The following weekend, I was once again dispatched to a Panic Button text. Same creepy guy, another young man drugged. I took the man to the hospital and immediately went to the police department. This was outrageous. This guy had visited three different bars on one Saturday night just a weekend before and had been with three men that had ended up drugged with a similar cocktail as to what my brother had been drugged with. I told them I wouldn’t be leaving their lobby until they thoroughly investigated this creepy guy. And as I sat there indignant and refusing to budge, another person came in. She was a new volunteer with Panic Button. She was the sister of a murdered man and she’d just had to take a guy to the hospital, she was sure he’d been drugged. She showed the picture to me. It was the same guy I was there about. That was two Saturday nights and five drugged men. My father was correct, the police didn’t care about the murders of gay men.

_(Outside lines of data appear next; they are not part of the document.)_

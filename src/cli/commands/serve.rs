//! HTTP API server for integration with other systems.
//!
//! Each session is its own agent with its own history, guarded by its own
//! mutex, so turns in one session run one at a time while sessions proceed
//! independently. Idle sessions expire after `serve.session_ttl_secs` and at
//! most `serve.max_sessions` live at once.

use super::{converse_preflight, system_prompt};
use crate::agent::{Agent, ChatModel, Message, OpenAIChatModel, ToolInvocation};
use crate::cli::Output;
use crate::config::{AgentSettings, Settings};
use crate::error::MarqueeError;
use crate::tools::{builtin_registry, ToolRegistry};
use axum::{
    extract::{Path, State},
    http::StatusCode,
    response::{IntoResponse, Response},
    routing::{delete, get, post},
    Json, Router,
};
use serde::{Deserialize, Serialize};
use std::collections::HashMap;
use std::sync::Arc;
use std::time::Duration;
use tokio::sync::{Mutex, RwLock};
use tokio::time::Instant;
use tower_http::cors::{Any, CorsLayer};
use tracing::info;
use uuid::Uuid;

const SWEEP_INTERVAL: Duration = Duration::from_secs(60);

struct SessionEntry {
    agent: Arc<Mutex<Agent>>,
    last_active: Instant,
}

/// Shared application state.
struct AppState {
    model: Arc<dyn ChatModel>,
    registry: Arc<ToolRegistry>,
    agent_settings: AgentSettings,
    system_prompt: String,
    session_ttl: Duration,
    max_sessions: usize,
    sessions: RwLock<HashMap<Uuid, SessionEntry>>,
}

impl AppState {
    fn new(
        model: Arc<dyn ChatModel>,
        registry: Arc<ToolRegistry>,
        settings: &Settings,
        system_prompt: String,
    ) -> Self {
        Self {
            model,
            registry,
            agent_settings: settings.agent.clone(),
            system_prompt,
            session_ttl: Duration::from_secs(settings.serve.session_ttl_secs),
            max_sessions: settings.serve.max_sessions,
            sessions: RwLock::new(HashMap::new()),
        }
    }

    fn new_agent(&self) -> Agent {
        Agent::new(self.model.clone(), self.registry.clone())
            .with_settings(&self.agent_settings)
            .with_system_prompt(&self.system_prompt)
    }

    /// Look up a session and mark it active.
    async fn session(&self, id: Uuid) -> Option<Arc<Mutex<Agent>>> {
        let mut sessions = self.sessions.write().await;
        let entry = sessions.get_mut(&id)?;
        entry.last_active = Instant::now();
        Some(entry.agent.clone())
    }

    /// Start a new session, or `None` when the limit is reached even after
    /// expiring idle sessions.
    async fn open_session(&self) -> Option<Uuid> {
        let now = Instant::now();
        let mut sessions = self.sessions.write().await;
        if sessions.len() >= self.max_sessions {
            retain_active(&mut sessions, self.session_ttl, now);
            if sessions.len() >= self.max_sessions {
                return None;
            }
        }

        let id = Uuid::new_v4();
        sessions.insert(
            id,
            SessionEntry {
                agent: Arc::new(Mutex::new(self.new_agent())),
                last_active: now,
            },
        );
        Some(id)
    }

    /// Drop sessions idle for longer than the TTL. Returns how many went.
    async fn expire_idle_sessions(&self, now: Instant) -> usize {
        let mut sessions = self.sessions.write().await;
        let before = sessions.len();
        retain_active(&mut sessions, self.session_ttl, now);
        before - sessions.len()
    }
}

fn retain_active(sessions: &mut HashMap<Uuid, SessionEntry>, ttl: Duration, now: Instant) {
    sessions.retain(|_, entry| now.saturating_duration_since(entry.last_active) < ttl);
}

/// Run the HTTP API server.
pub async fn run_serve(host: &str, port: u16, settings: Settings) -> anyhow::Result<()> {
    converse_preflight(&settings)?;

    let state = Arc::new(AppState::new(
        Arc::new(OpenAIChatModel::from_settings(&settings)?),
        Arc::new(builtin_registry(&settings)?),
        &settings,
        system_prompt(&settings)?,
    ));

    let sweeper = state.clone();
    tokio::spawn(async move {
        let mut ticks = tokio::time::interval(SWEEP_INTERVAL);
        loop {
            ticks.tick().await;
            let expired = sweeper.expire_idle_sessions(Instant::now()).await;
            if expired > 0 {
                info!("Expired {} idle sessions", expired);
            }
        }
    });

    let addr = format!("{}:{}", host, port);
    let listener = tokio::net::TcpListener::bind(&addr).await?;

    Output::header("Marquee API Server");
    println!();
    Output::success(&format!("Listening on http://{}", addr));
    println!();
    println!("Endpoints:");
    Output::kv("Health", "GET    /health");
    Output::kv("Tools", "GET    /tools");
    Output::kv("New session", "POST   /sessions");
    Output::kv("Send message", "POST   /sessions/{id}/messages");
    Output::kv("History", "GET    /sessions/{id}/history");
    Output::kv("End session", "DELETE /sessions/{id}");
    println!();
    Output::info("Press Ctrl+C to stop the server.");

    axum::serve(listener, router(state)).await?;

    Ok(())
}

fn router(state: Arc<AppState>) -> Router {
    let cors = CorsLayer::new()
        .allow_origin(Any)
        .allow_methods(Any)
        .allow_headers(Any);

    Router::new()
        .route("/health", get(health))
        .route("/tools", get(list_tools))
        .route("/sessions", post(create_session))
        .route("/sessions/{id}", delete(delete_session))
        .route("/sessions/{id}/messages", post(post_message))
        .route("/sessions/{id}/history", get(get_history))
        .layer(cors)
        .with_state(state)
}

// === Request/Response Types ===

#[derive(Serialize)]
struct ToolInfo {
    name: String,
    description: String,
    parameters: serde_json::Value,
}

#[derive(Serialize, Deserialize)]
struct SessionCreated {
    session_id: Uuid,
}

#[derive(Deserialize)]
struct MessageRequest {
    message: String,
}

#[derive(Serialize)]
struct MessageResponse {
    answer: String,
    tool_calls: Vec<ToolInvocation>,
}

#[derive(Serialize)]
struct HistoryResponse {
    messages: Vec<Message>,
    tool_calls: Vec<ToolInvocation>,
}

#[derive(Serialize)]
struct ErrorResponse {
    error: String,
}

fn error_response(status: StatusCode, error: String) -> Response {
    (status, Json(ErrorResponse { error })).into_response()
}

fn session_not_found(id: Uuid) -> Response {
    error_response(StatusCode::NOT_FOUND, format!("Session not found: {}", id))
}

/// HTTP status for a failed turn.
fn status_for(error: &MarqueeError) -> StatusCode {
    match error {
        MarqueeError::InvalidInput(_) => StatusCode::BAD_REQUEST,
        MarqueeError::MaxIterationsExceeded(_) => StatusCode::UNPROCESSABLE_ENTITY,
        MarqueeError::Network(_)
        | MarqueeError::RateLimit(_)
        | MarqueeError::Model(_)
        | MarqueeError::UnexpectedStatus { .. }
        | MarqueeError::InvalidResponse(_)
        | MarqueeError::UnknownTool(_)
        | MarqueeError::InvalidArguments { .. }
        | MarqueeError::ToolExecution { .. } => StatusCode::BAD_GATEWAY,
        _ => StatusCode::INTERNAL_SERVER_ERROR,
    }
}

// === Handlers ===

async fn health() -> impl IntoResponse {
    Json(serde_json::json!({ "status": "ok" }))
}

async fn list_tools(State(state): State<Arc<AppState>>) -> impl IntoResponse {
    let tools: Vec<ToolInfo> = state
        .registry
        .list_specs()
        .iter()
        .map(|spec| ToolInfo {
            name: spec.name.clone(),
            description: spec.description.clone(),
            parameters: spec.schema.to_json_schema(),
        })
        .collect();
    Json(tools)
}

async fn create_session(State(state): State<Arc<AppState>>) -> Response {
    let Some(session_id) = state.open_session().await else {
        return error_response(
            StatusCode::SERVICE_UNAVAILABLE,
            format!("Too many active sessions (limit {})", state.max_sessions),
        );
    };

    info!("Created session {}", session_id);
    (StatusCode::CREATED, Json(SessionCreated { session_id })).into_response()
}

async fn post_message(
    State(state): State<Arc<AppState>>,
    Path(id): Path<Uuid>,
    Json(req): Json<MessageRequest>,
) -> Response {
    let Some(session) = state.session(id).await else {
        return session_not_found(id);
    };

    let mut agent = session.lock().await;
    match agent.handle_user_message(&req.message).await {
        Ok(answer) => Json(MessageResponse {
            answer,
            tool_calls: agent
                .history()
                .last_turn_trace()
                .into_iter()
                .cloned()
                .collect(),
        })
        .into_response(),
        Err(e) => error_response(status_for(&e), e.user_message()),
    }
}

async fn get_history(State(state): State<Arc<AppState>>, Path(id): Path<Uuid>) -> Response {
    let Some(session) = state.session(id).await else {
        return session_not_found(id);
    };

    let agent = session.lock().await;
    Json(HistoryResponse {
        messages: agent.history().messages().to_vec(),
        tool_calls: agent.history().trace().to_vec(),
    })
    .into_response()
}

async fn delete_session(State(state): State<Arc<AppState>>, Path(id): Path<Uuid>) -> Response {
    match state.sessions.write().await.remove(&id) {
        Some(_) => {
            info!("Deleted session {}", id);
            StatusCode::NO_CONTENT.into_response()
        }
        None => session_not_found(id),
    }
}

So, my dad took matters into his own hands. He went to the press with the information he had about the creepy guy. It pushed the case forward. Creepy guy turned out to be a narcotics officer working “undercover” as a dealer in the gay clubs. He was supposed to be selling his products and making arrests. Instead, he was drugging men, kidnapping them once they became pliable, and killing them. Four nights a week, he’d do his actual job. But Saturday nights were reserved for his recreational fun – rape and murder. He was covering up his “personal” use by inflating how much people had “bought” from him before they were arrested.
It took another week though, before Lucas was released and cleared of all charges. We met for coffee so I could apologize to him. And discovered we had a lot in common. After a few coffee breaks together, he asked me out. I was shocked. My parents love him, my mom refers to him as McStud Muffin to her friends. We dated for four years before he asked me to marry him. And when he got involved with the SCTU and we had to move, my parents moved too. Not to Kansas City, but close enough. They moved to Wichita, Kansas to be closer to us and to start a Panic Button Rescue organization there. They exist in nine cities now. Nadine has helped my parents make them bigger and get donors and she herself has made donations as well as opening a chapter in Kansas City under the guidance of my parents. She says she was born to rescues damsels and dukes in distress.

And anyone in need of an escape from a creepy date can call or text Panic Button for a rescue. It’s being turned into an app even.